The end result is pretty much a matter of how well a person does their bodywork on the end cap before it is painted.

Sincerely,

Dave S
KF7 Trigear
912ULS Warp Drive

szicree
09-11-2012, 08:37 AM
On my empennage tips I used foam, fixed any divots with microballoons and then put a layer of very fine glass cloth and epoxy over the works. If you plan on using microballoons be sure to wear a mask when mixing and sanding. The stuff is particularly bad for your lungs.

inzersv
09-11-2012, 09:20 AM
I used the foam with the hysol covering and so far am very happy with it. It seems quite strong. And HighWing thanks for some of your heads up in your post. I will be watching for those things. Hope to install my fuel tanks this week or early next. Finishing up my butt ribs and installing my jury struts this week. A note for those who haven't gotten this far; when you back drill the butt ribs to the brackets, don't just start drilling and clecoing from one end. Do one end with one hole and cleco. Go to the opposite end and drill and cleco making sure you are still aligned with the #1 rib. Then finish the rest of the holes.I didn't do this and when I finished I realized that I was almost 1/4 inch out of alignment on the aft end. :eek: So, I did as HighWing suggested and filled the holes with hysol, squeegeed with a single edge razor blade, let dry for 48 hours, sanded and then redrilled the way I suggested and everything is aligned. :p

jtpitkin06
09-11-2012, 04:41 PM
Yes, the foam supplied in the kit may be coated with polyester resin. You may also use Hysol and micro balloons or just about any other resin or epoxy. Even Bondo will not attack the foam.


There are many ways to shape and strengthen the end caps on the flight controls. Here is but one method.
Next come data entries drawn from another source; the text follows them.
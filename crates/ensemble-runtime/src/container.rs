//! ---
//! ens_section: "06-resources"
//! ens_subsection: "module"
//! ens_type: "source"
//! ens_scope: "code"
//! ens_description: "Resource collaborator interface."
//! ens_version: "v0.1.0"
//! ens_owner: "tbd"
//! ---
use std::path::PathBuf;
use std::time::Duration;

use ensemble_common::{SupervisorConfig, WaitDefaults, DEFAULT_STARTUP_TIMEOUT};
use ensemble_wait::WaitStrategy;
use indexmap::IndexMap;
use strum::{AsRefStr, Display};

/// Access mode of a bind mount.
#[derive(Debug, Clone, Copy, PartialEq, Eq, Default, Display, AsRefStr)]
pub enum BindMode {
    /// Mounted read-only.
    #[default]
    #[strum(serialize = "ro")]
    ReadOnly,
    /// Mounted read-write.
    #[strum(serialize = "rw")]
    ReadWrite,
}

/// Host path mounted into the container.
#[derive(Debug, Clone, PartialEq, Eq)]
pub struct BindMount {
    /// Path on the host.
    pub source: PathBuf,
    /// Path inside the container.
    pub target: String,
    /// Access mode.
    pub mode: BindMode,
}

/// File content copied into the container before it starts.
#[derive(Debug, Clone, PartialEq, Eq)]
pub struct CopiedContent {
    /// Destination path inside the container.
    pub target: String,
    /// File bytes.
    pub content: Vec<u8>,
    /// Unix permission bits.
    pub mode: u32,
}

/// Description of a container to run, consumed by a [`ContainerRuntime`](crate::ContainerRuntime).
#[derive(Debug, Clone, PartialEq, Eq)]
pub struct ContainerSpec {
    image: String,
    name: Option<String>,
    networks: Vec<String>,
    network_aliases: Vec<String>,
    exposed_ports: Vec<u16>,
    environment: IndexMap<String, String>,
    bind_mounts: Vec<BindMount>,
    copied: Vec<CopiedContent>,
    shm_size: Option<u64>,
    wait: WaitStrategy,
    startup_timeout: Duration,
}

impl ContainerSpec {
    /// Describe a container running `image`, gated on listening ports by default.
    pub fn new(image: impl Into<String>) -> Self {
        Self {
            image: image.into(),
            name: None,
            networks: Vec::new(),
            network_aliases: Vec::new(),
            exposed_ports: Vec::new(),
            environment: IndexMap::new(),
            bind_mounts: Vec::new(),
            copied: Vec::new(),
            shm_size: None,
            wait: WaitStrategy::default(),
            startup_timeout: DEFAULT_STARTUP_TIMEOUT,
        }
    }

    /// Container name.
    pub fn with_name(mut self, name: impl Into<String>) -> Self {
        self.name = Some(name.into());
        self
    }

    /// Attach the container to `network`. May be called repeatedly.
    pub fn with_network(mut self, network: impl Into<String>) -> Self {
        self.networks.push(network.into());
        self
    }

    /// Alias the container is reachable under on its networks.
    pub fn with_network_alias(mut self, alias: impl Into<String>) -> Self {
        self.network_aliases.push(alias.into());
        self
    }

    /// Publish container `ports` on the host.
    pub fn with_exposed_ports(mut self, ports: impl IntoIterator<Item = u16>) -> Self {
        for port in ports {
            if !self.exposed_ports.contains(&port) {
                self.exposed_ports.push(port);
            }
        }
        self
    }

    /// Set one environment variable; later values replace earlier ones.
    pub fn with_env(mut self, key: impl Into<String>, value: impl Into<String>) -> Self {
        self.environment.insert(key.into(), value.into());
        self
    }

    /// Set several environment variables.
    pub fn with_environment<K, V>(mut self, vars: impl IntoIterator<Item = (K, V)>) -> Self
    where
        K: Into<String>,
        V: Into<String>,
    {
        for (key, value) in vars {
            self.environment.insert(key.into(), value.into());
        }
        self
    }

    /// Mount a host path into the container.
    pub fn with_bind_mount(
        mut self,
        source: impl Into<PathBuf>,
        target: impl Into<String>,
        mode: BindMode,
    ) -> Self {
        self.bind_mounts.push(BindMount {
            source: source.into(),
            target: target.into(),
            mode,
        });
        self
    }

    /// Copy `content` to `target` inside the container with `0o644` permissions.
    pub fn with_copied_content(mut self, target: impl Into<String>, content: impl Into<Vec<u8>>) -> Self {
        self.copied.push(CopiedContent {
            target: target.into(),
            content: content.into(),
            mode: 0o644,
        });
        self
    }

    /// Size of `/dev/shm` in bytes.
    pub fn with_shm_size(mut self, bytes: u64) -> Self {
        self.shm_size = Some(bytes);
        self
    }

    /// Readiness gate applied after the container runs.
    pub fn with_wait_strategy(mut self, wait: impl Into<WaitStrategy>) -> Self {
        self.wait = wait.into();
        self
    }

    /// Deadline for the readiness gate.
    pub fn with_startup_timeout(mut self, timeout: Duration) -> Self {
        self.startup_timeout = timeout;
        self
    }

    /// Take the startup timeout from `defaults` and poll the current wait
    /// strategy, nested members included, at its interval. A strategy set
    /// afterwards keeps its own interval.
    pub fn with_wait_defaults(mut self, defaults: &WaitDefaults) -> Self {
        self.startup_timeout = defaults.startup_timeout;
        self.wait = self.wait.with_retry_interval(defaults.poll_interval);
        self
    }

    /// Point supervisor-backed readiness checks at the endpoint in `config`.
    pub fn with_supervisor_config(mut self, config: &SupervisorConfig) -> Self {
        self.wait = self.wait.with_supervisor_config(config);
        self
    }

    /// Image reference.
    pub fn image(&self) -> &str {
        &self.image
    }

    /// Container name, if set.
    pub fn name(&self) -> Option<&str> {
        self.name.as_deref()
    }

    /// Networks to attach to, in order.
    pub fn networks(&self) -> &[String] {
        &self.networks
    }

    /// Network aliases.
    pub fn network_aliases(&self) -> &[String] {
        &self.network_aliases
    }

    /// Published container ports.
    pub fn exposed_ports(&self) -> &[u16] {
        &self.exposed_ports
    }

    /// Environment variables, in insertion order.
    pub fn environment(&self) -> &IndexMap<String, String> {
        &self.environment
    }

    /// Bind mounts.
    pub fn bind_mounts(&self) -> &[BindMount] {
        &self.bind_mounts
    }

    /// Files copied into the container.
    pub fn copied_content(&self) -> &[CopiedContent] {
        &self.copied
    }

    /// Shared-memory size in bytes.
    pub fn shm_size(&self) -> Option<u64> {
        self.shm_size
    }

    /// Readiness gate.
    pub fn wait_strategy(&self) -> &WaitStrategy {
        &self.wait
    }

    /// Readiness deadline.
    pub fn startup_timeout(&self) -> Duration {
        self.startup_timeout
    }
}

#[cfg(test)]
mod tests {
    use super::*;
    use ensemble_wait::Wait;

    #[test]
    fn builder_collects_settings() {
        let spec = ContainerSpec::new("guacamole/guacd:1.5.5")
            .with_name("guac-proxy-0b7c")
            .with_network("guacamole-0b7c")
            .with_network("fixtures-0b7c")
            .with_exposed_ports([4822, 4822])
            .with_env("GUACD_LOG_LEVEL", "info")
            .with_env("GUACD_LOG_LEVEL", "debug")
            .with_bind_mount("/etc/localtime", "/etc/localtime", BindMode::ReadOnly)
            .with_copied_content("/etc/motd", "hello")
            .with_shm_size(1 << 30)
            .with_wait_strategy(Wait::for_line_protocol(4822))
            .with_startup_timeout(Duration::from_secs(5));

        assert_eq!(spec.image(), "guacamole/guacd:1.5.5");
        assert_eq!(spec.name(), Some("guac-proxy-0b7c"));
        assert_eq!(spec.networks(), ["guacamole-0b7c", "fixtures-0b7c"]);
        assert_eq!(spec.exposed_ports(), [4822]);
        assert_eq!(spec.environment()["GUACD_LOG_LEVEL"], "debug");
        assert_eq!(spec.bind_mounts()[0].mode.as_ref(), "ro");
        assert_eq!(spec.copied_content()[0].content, b"hello");
        assert_eq!(spec.copied_content()[0].mode, 0o644);
        assert_eq!(spec.shm_size(), Some(1 << 30));
        assert_eq!(spec.wait_strategy(), &Wait::for_line_protocol(4822));
        assert_eq!(spec.startup_timeout(), Duration::from_secs(5));
    }

    #[test]
    fn defaults_to_listening_ports_and_global_timeout() {
        let spec = ContainerSpec::new("alpine");
        assert_eq!(spec.wait_strategy(), &Wait::for_listening_ports());
        assert_eq!(spec.startup_timeout(), DEFAULT_STARTUP_TIMEOUT);
        assert!(spec.name().is_none());
    }

    #[test]
    fn wait_defaults_retime_the_current_strategy() {
        let defaults = WaitDefaults {
            poll_interval: Duration::from_millis(25),
            startup_timeout: Duration::from_secs(3),
        };
        let spec = ContainerSpec::new("vnc-server")
            .with_wait_strategy(Wait::for_all(vec![
                Wait::for_listening_ports(),
                Wait::for_supervisor(9090),
            ]))
            .with_wait_defaults(&defaults);
        assert_eq!(spec.startup_timeout(), Duration::from_secs(3));
        assert_eq!(
            spec.wait_strategy().retry_interval(),
            Some(Duration::from_millis(25))
        );

        let replaced = spec.with_wait_strategy(Wait::for_line_protocol(23));
        assert_eq!(replaced.startup_timeout(), Duration::from_secs(3));
        assert_eq!(
            replaced.wait_strategy().retry_interval(),
            Some(ensemble_common::DEFAULT_POLL_INTERVAL)
        );
    }

    #[test]
    fn supervisor_config_reaches_the_wait_strategy() {
        let config = SupervisorConfig {
            rpc_path: "/rpc".into(),
            ..SupervisorConfig::default()
        };
        let spec = ContainerSpec::new("vnc-server")
            .with_wait_strategy(Wait::for_supervisor(9090))
            .with_supervisor_config(&config);
        let WaitStrategy::SupervisorRunning(wait) = spec.wait_strategy() else {
            panic!("expected a supervisor strategy");
        };
        assert_eq!(wait.client_config().rpc_path, "/rpc");
    }
}
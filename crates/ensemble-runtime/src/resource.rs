//! ---
//! ens_section: "06-resources"
//! ens_subsection: "module"
//! ens_type: "source"
//! ens_scope: "code"
//! ens_description: "Resource collaborator interface."
//! ens_version: "v0.1.0"
//! ens_owner: "tbd"
//! ---
use std::fmt;

use async_trait::async_trait;
use ensemble_wait::BoundPorts;

use crate::error::ResourceError;

/// A network that has been described but not created yet.
#[async_trait]
pub trait Network: Send {
    /// Create the network and hand back its live handle.
    async fn start(self: Box<Self>) -> Result<Box<dyn StartedNetwork>, ResourceError>;
}

/// Live handle to a created network.
#[async_trait]
pub trait StartedNetwork: Send + Sync {
    /// Runtime identifier.
    fn id(&self) -> &str;

    /// Network name as created, usually scoped by the ensemble id.
    fn name(&self) -> &str;

    /// Remove the network.
    async fn stop(&self) -> Result<(), ResourceError>;
}

/// A service that has been described but not started yet.
#[async_trait]
pub trait Service: Send {
    /// Start the service, gate it on readiness and hand back its live handle.
    async fn start(self: Box<Self>) -> Result<Box<dyn StartedService>, ResourceError>;
}

/// Live handle to a started service.
#[async_trait]
pub trait StartedService: Send + Sync {
    /// Runtime identifier.
    fn id(&self) -> &str;

    /// Service name as started.
    fn name(&self) -> &str;

    /// Host the service's ports are published on.
    fn host(&self) -> &str;

    /// Host port bound to container `port`.
    fn mapped_port(&self, port: u16) -> Option<u16> {
        self.bound_ports().get(port)
    }

    /// Every port binding of the service.
    fn bound_ports(&self) -> &BoundPorts;

    /// Names of the networks the service is attached to.
    fn network_names(&self) -> &[String];

    /// Stop the service.
    async fn stop(&self) -> Result<(), ResourceError>;
}

impl fmt::Debug for dyn StartedNetwork {
    fn fmt(&self, f: &mut fmt::Formatter<'_>) -> fmt::Result {
        f.debug_struct("StartedNetwork")
            .field("id", &self.id())
            .field("name", &self.name())
            .finish()
    }
}

impl fmt::Debug for dyn StartedService {
    fn fmt(&self, f: &mut fmt::Formatter<'_>) -> fmt::Result {
        f.debug_struct("StartedService")
            .field("id", &self.id())
            .field("name", &self.name())
            .field("host", &self.host())
            .field("ports", self.bound_ports())
            .finish()
    }
}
Tape the last four to six inches of the flaperons to protect the ends from scratches and to keep resins and fillers from getting on the outer aluminum surface.

Press a block of foam on the end of the flaperon and make a line for cutting out the block on a band saw. Then insert the semi-shaped block into the end of the flaperon. Inserting the block about 1/2 inch is plenty. I used five minute epoxy to bond the block in place. Using a sanding block shape the tip to match the airfoil and contour the tip as desired. I made the foam airfoil about 1/16 inch undersize to compensate for the resin to be added.

Next I mixed up a batch of resin and micro balloons as a filler. I prefer epoxy or polyester resins over the Hysol when mixing up fillers due to Hysol’s slow cure time. I like to get in and get it done.

You can get micro balloons at most marine stores. I mix it pretty thick like Bondo so it doesn’t sag. After the filler is slathered on I removed the tape and cleaned up any smeared resin slop. It’s much easier to remove the slop before it cures. After the resin cured I added fresh masking tape for sanding protection. Then I sanded the surface to match the airfoil and make it smooth. The first coat had a few pits and holes that were easy to fill and sand on the final resin coat.

The resin penetrates the surface of the foam quite deeply giving the finished product a lot of strength. True, raw foam dents easily, but resin coated foam is very strong and lightweight.

When you mix up a batch to coat the foam, put some extra resin on a scrap piece of foam. When you are done, you can do a little “destructive testing” on the scrap. You’ll be surprised how strong the coated foam becomes and how much the resin penetrates.